TASK GOAL: From the line with "let options = [&q.option1, &q.option2, &q.option3, &q.option4];" through the line with "let mut tx = pool.begin().await?;", repeat the entries verbatim, both end lines included, and add nothing.
------
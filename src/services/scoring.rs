// src/services/scoring.rs

//! Answer grading. Pure functions, no I/O.

use std::fmt;

use serde::Deserialize;

/// Number of options every question carries.
pub const OPTION_COUNT: usize = 4;

/// Points per correct answer, keyed by the number of entries in the batch.
const POINTS_TABLE: [(usize, i64); 3] = [(100, 1), (50, 2), (25, 4)];

/// An answer as sent by the client: the option text itself, or the
/// 1-based position of the chosen option.
#[derive(Debug, Clone, PartialEq, Eq, Deserialize)]
#[serde(untagged)]
pub enum SubmittedAnswer {
    Index(i64),
    Text(String),
}

#[derive(Debug, Clone, PartialEq, Eq)]
pub enum ScoringError {
    /// Option index outside `1..=OPTION_COUNT`.
    OptionOutOfRange(i64),
}

impl fmt::Display for ScoringError {
    fn fmt(&self, f: &mut fmt::Formatter<'_>) -> fmt::Result {
        match self {
            ScoringError::OptionOutOfRange(index) => write!(
                f,
                "Option index {} is out of range (expected 1-{})",
                index, OPTION_COUNT
            ),
        }
    }
}

impl std::error::Error for ScoringError {}

/// Outcome of grading one answer.
#[derive(Debug, Clone, PartialEq, Eq)]
pub struct Grade {
    /// Resolved answer text as it will be stored. Empty when unanswered.
    pub user_answer: String,
    pub is_correct: bool,
    pub points: i64,
    /// False for a blank answer; blanks never count as attempts.
    pub answered: bool,
}

pub fn points_per_question(batch_size: usize) -> i64 {
    POINTS_TABLE
        .iter()
        .find(|(size, _)| *size == batch_size)
        .map_or(0, |(_, points)| *points)
}

/// Turns a submitted answer into option text.
///
/// Returns `Ok(None)` for a missing or whitespace-only answer.
pub fn resolve_answer<'a>(
    answer: Option<&'a SubmittedAnswer>,
    options: [&'a str; OPTION_COUNT],
) -> Result<Option<&'a str>, ScoringError> {
    let text = match answer {
        None => return Ok(None),
        Some(SubmittedAnswer::Text(text)) => text.as_str(),
        Some(SubmittedAnswer::Index(index)) => {
            let slot = usize::try_from(*index)
                .ok()
                .and_then(|i| i.checked_sub(1))
                .filter(|&i| i < OPTION_COUNT)
                .ok_or(ScoringError::OptionOutOfRange(*index))?;
            options[slot]
        }
    };

    let trimmed = text.trim();
    Ok((!trimmed.is_empty()).then_some(trimmed))
}

/// Trimmed, case-insensitive comparison.
pub fn answers_match(submitted: &str, correct: &str) -> bool {
    submitted.trim().to_lowercase() == correct.trim().to_lowercase()
}

pub fn grade(
    answer: Option<&SubmittedAnswer>,
    options: [&str; OPTION_COUNT],
    correct_answer: &str,
    points_per_question: i64,
) -> Result<Grade, ScoringError> {
    let grade = match resolve_answer(answer, options)? {
        Some(text) => {
            let is_correct = answers_match(text, correct_answer);
            Grade {
                user_answer: text.to_string(),
                is_correct,
                points: if is_correct { points_per_question } else { 0 },
                answered: true,
            }
        }
        None => Grade {
            user_answer: String::new(),
            is_correct: false,
            points: 0,
            answered: false,
        },
    };
    Ok(grade)
}
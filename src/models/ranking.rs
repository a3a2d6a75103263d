// src/models/ranking.rs

use serde::{Deserialize, Serialize};
use sqlx::FromRow;

/// Score dimension a leaderboard can be built from.
#[derive(Debug, Clone, Copy, Default, PartialEq, Eq, Serialize, Deserialize)]
pub enum RankingMode {
    #[serde(rename = "speed_1min")]
    Speed1Min,
    #[serde(rename = "speed_3min")]
    Speed3Min,
    #[serde(rename = "solve")]
    Solve,
    #[default]
    #[serde(rename = "total")]
    Total,
}

impl RankingMode {
    /// Column in `users` holding this dimension. Only these fixed names are
    /// ever interpolated into SQL.
    pub fn column(self) -> &'static str {
        match self {
            RankingMode::Speed1Min => "speed_1min_score",
            RankingMode::Speed3Min => "speed_3min_score",
            RankingMode::Solve => "solve_score",
            RankingMode::Total => "score",
        }
    }
}

#[derive(Debug, Deserialize)]
pub struct RankingParams {
    #[serde(default)]
    pub mode: RankingMode,
}

/// A user row projected onto one score dimension.
#[derive(Debug, Clone, FromRow)]
pub struct ScoreRow {
    pub user_id: i64,
    pub username: String,
    pub profile_image: Option<String>,
    pub score: Option<i64>,
}

#[derive(Debug, Clone, PartialEq, Serialize)]
pub struct RankingEntry {
    pub rank: i64,
    pub user_id: i64,
    pub username: String,
    pub profile_image: Option<String>,
    pub score: Option<i64>,
}

#[derive(Debug, Serialize)]
pub struct RankingResponse {
    pub mode: RankingMode,
    pub top_rankings: Vec<RankingEntry>,
    pub my_ranking: RankingEntry,
}
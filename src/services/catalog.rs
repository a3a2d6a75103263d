// src/services/catalog.rs

use sqlx::PgPool;

use crate::error::AppError;

/// Fails with 404 when the genre does not exist.
pub async fn ensure_genre_exists(pool: &PgPool, genre_id: i64) -> Result<(), AppError> {
    let found: Option<i64> = sqlx::query_scalar("SELECT id FROM genres WHERE id = $1")
        .bind(genre_id)
        .fetch_optional(pool)
        .await?;

    found
        .map(|_| ())
        .ok_or_else(|| AppError::NotFound(format!("Genre {} not found", genre_id)))
}

/// Fails with 400 naming the first id that has no genre row.
pub async fn ensure_genres_exist(pool: &PgPool, genre_ids: &[i64]) -> Result<(), AppError> {
    if genre_ids.is_empty() {
        return Ok(());
    }

    let found: Vec<i64> = sqlx::query_scalar("SELECT id FROM genres WHERE id = ANY($1)")
        .bind(genre_ids)
        .fetch_all(pool)
        .await?;

    match genre_ids.iter().find(|id| !found.contains(id)) {
        Some(missing) => Err(AppError::BadRequest(format!("Unknown genre id {}", missing))),
        None => Ok(()),
    }
}
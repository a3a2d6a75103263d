// src/handlers/admin.rs

use axum::{
    Json,
    extract::{Path, State},
    http::StatusCode,
    response::IntoResponse,
};
use sqlx::{PgPool, Postgres, QueryBuilder};
use validator::Validate;

use crate::{
    error::{AppError, is_unique_violation},
    models::{
        genre::{CreateGenreRequest, Genre},
        question::{CreateQuestionRequest, ImportQuestionsRequest},
    },
    services::{catalog::ensure_genres_exist, scoring::answers_match},
    utils::html::sanitize_text,
};

/// Creates a genre.
/// Admin only.
pub async fn create_genre(
    State(pool): State<PgPool>,
    Json(payload): Json<CreateGenreRequest>,
) -> Result<impl IntoResponse, AppError> {
    payload.validate()?;
    let name = payload.name.trim();

    let genre = sqlx::query_as::<_, Genre>("INSERT INTO genres (name) VALUES ($1) RETURNING id, name")
        .bind(name)
        .fetch_one(&pool)
        .await
        .map_err(|e| {
            if is_unique_violation(&e) {
                AppError::Conflict(format!("Genre '{}' already exists", name))
            } else {
                tracing::error!("Failed to create genre: {:?}", e);
                AppError::from(e)
            }
        })?;

    Ok((StatusCode::CREATED, Json(genre)))
}

/// The stored answer must be one of the four options.
fn check_answer_is_option(index: usize, q: &CreateQuestionRequest) -> Result<(), AppError> {
    let options = [&q.option1, &q.option2, &q.option3, &q.option4];
    if options.iter().any(|option| answers_match(option, &q.answer)) {
        Ok(())
    } else {
        Err(AppError::BadRequest(format!(
            "Question #{}: answer '{}' is not one of the options",
            index + 1,
            q.answer
        )))
    }
}

/// Bulk-inserts questions in one transaction.
/// Admin only.
pub async fn import_questions(
    State(pool): State<PgPool>,
    Json(payload): Json<ImportQuestionsRequest>,
) -> Result<impl IntoResponse, AppError> {
    payload.validate()?;

    for (index, question) in payload.questions.iter().enumerate() {
        check_answer_is_option(index, question)?;
    }

    let mut genre_ids: Vec<i64> = payload.questions.iter().filter_map(|q| q.genre_id).collect();
    genre_ids.sort_unstable();
    genre_ids.dedup();
    ensure_genres_exist(&pool, &genre_ids).await?;

    let mut tx = pool.begin().await?;

    let mut query_builder = QueryBuilder::<Postgres>::new(
        "INSERT INTO questions \
         (genre_id, question_text, option1, option2, option3, option4, answer, explanation) ",
    );
    query_builder.push_values(&payload.questions, |mut row, q| {
        row.push_bind(q.genre_id)
            .push_bind(sanitize_text(&q.question_text))
            .push_bind(q.option1.trim())
            .push_bind(q.option2.trim())
            .push_bind(q.option3.trim())
            .push_bind(q.option4.trim())
            .push_bind(q.answer.trim())
            .push_bind(sanitize_text(&q.explanation));
    });

    let result = query_builder
        .build()
        .execute(&mut *tx)
        .await
        .map_err(|e| {
            tracing::error!("Failed to import questions: {:?}", e);
            AppError::from(e)
        })?;

    tx.commit().await?;

    tracing::info!("Imported {} questions", result.rows_affected());

    Ok((
        StatusCode::CREATED,
        Json(serde_json::json!({ "imported": result.rows_affected() })),
    ))
}

/// Deletes a question and, by cascade, its results and statistics.
/// Admin only.
pub async fn delete_question(
    State(pool): State<PgPool>,
    Path(id): Path<i64>,
) -> Result<impl IntoResponse, AppError> {
    let result = sqlx::query("DELETE FROM questions WHERE id = $1")
        .bind(id)
        .execute(&pool)
        .await
        .map_err(|e| {
            tracing::error!("Failed to delete question: {:?}", e);
            AppError::from(e)
        })?;

    if result.rows_affected() == 0 {
        return Err(AppError::NotFound("Question not found".to_string()));
    }

    Ok(StatusCode::NO_CONTENT)
}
------
ANSWER BOX:
    let options = [&q.option1, &q.option2, &q.option3, &q.option4];
    if options.iter().any(|option| answers_match(option, &q.answer)) {
        Ok(())
    } else {
        Err(AppError::BadRequest(format!(
            "Question #{}: answer '{}' is not one of the options",
            index + 1,
            q.answer
        )))
    }
}

/// Bulk-inserts questions in one transaction.
/// Admin only.
pub async fn import_questions(
    State(pool): State<PgPool>,
    Json(payload): Json<ImportQuestionsRequest>,
) -> Result<impl IntoResponse, AppError> {
    payload.validate()?;

    for (index, question) in payload.questions.iter().enumerate() {
        check_answer_is_option(index, question)?;
    }

    let mut genre_ids: Vec<i64> = payload.questions.iter().filter_map(|q| q.genre_id).collect();
    genre_ids.sort_unstable();
    genre_ids.dedup();
    ensure_genres_exist(&pool, &genre_ids).await?;

    let mut tx = pool.begin().await?;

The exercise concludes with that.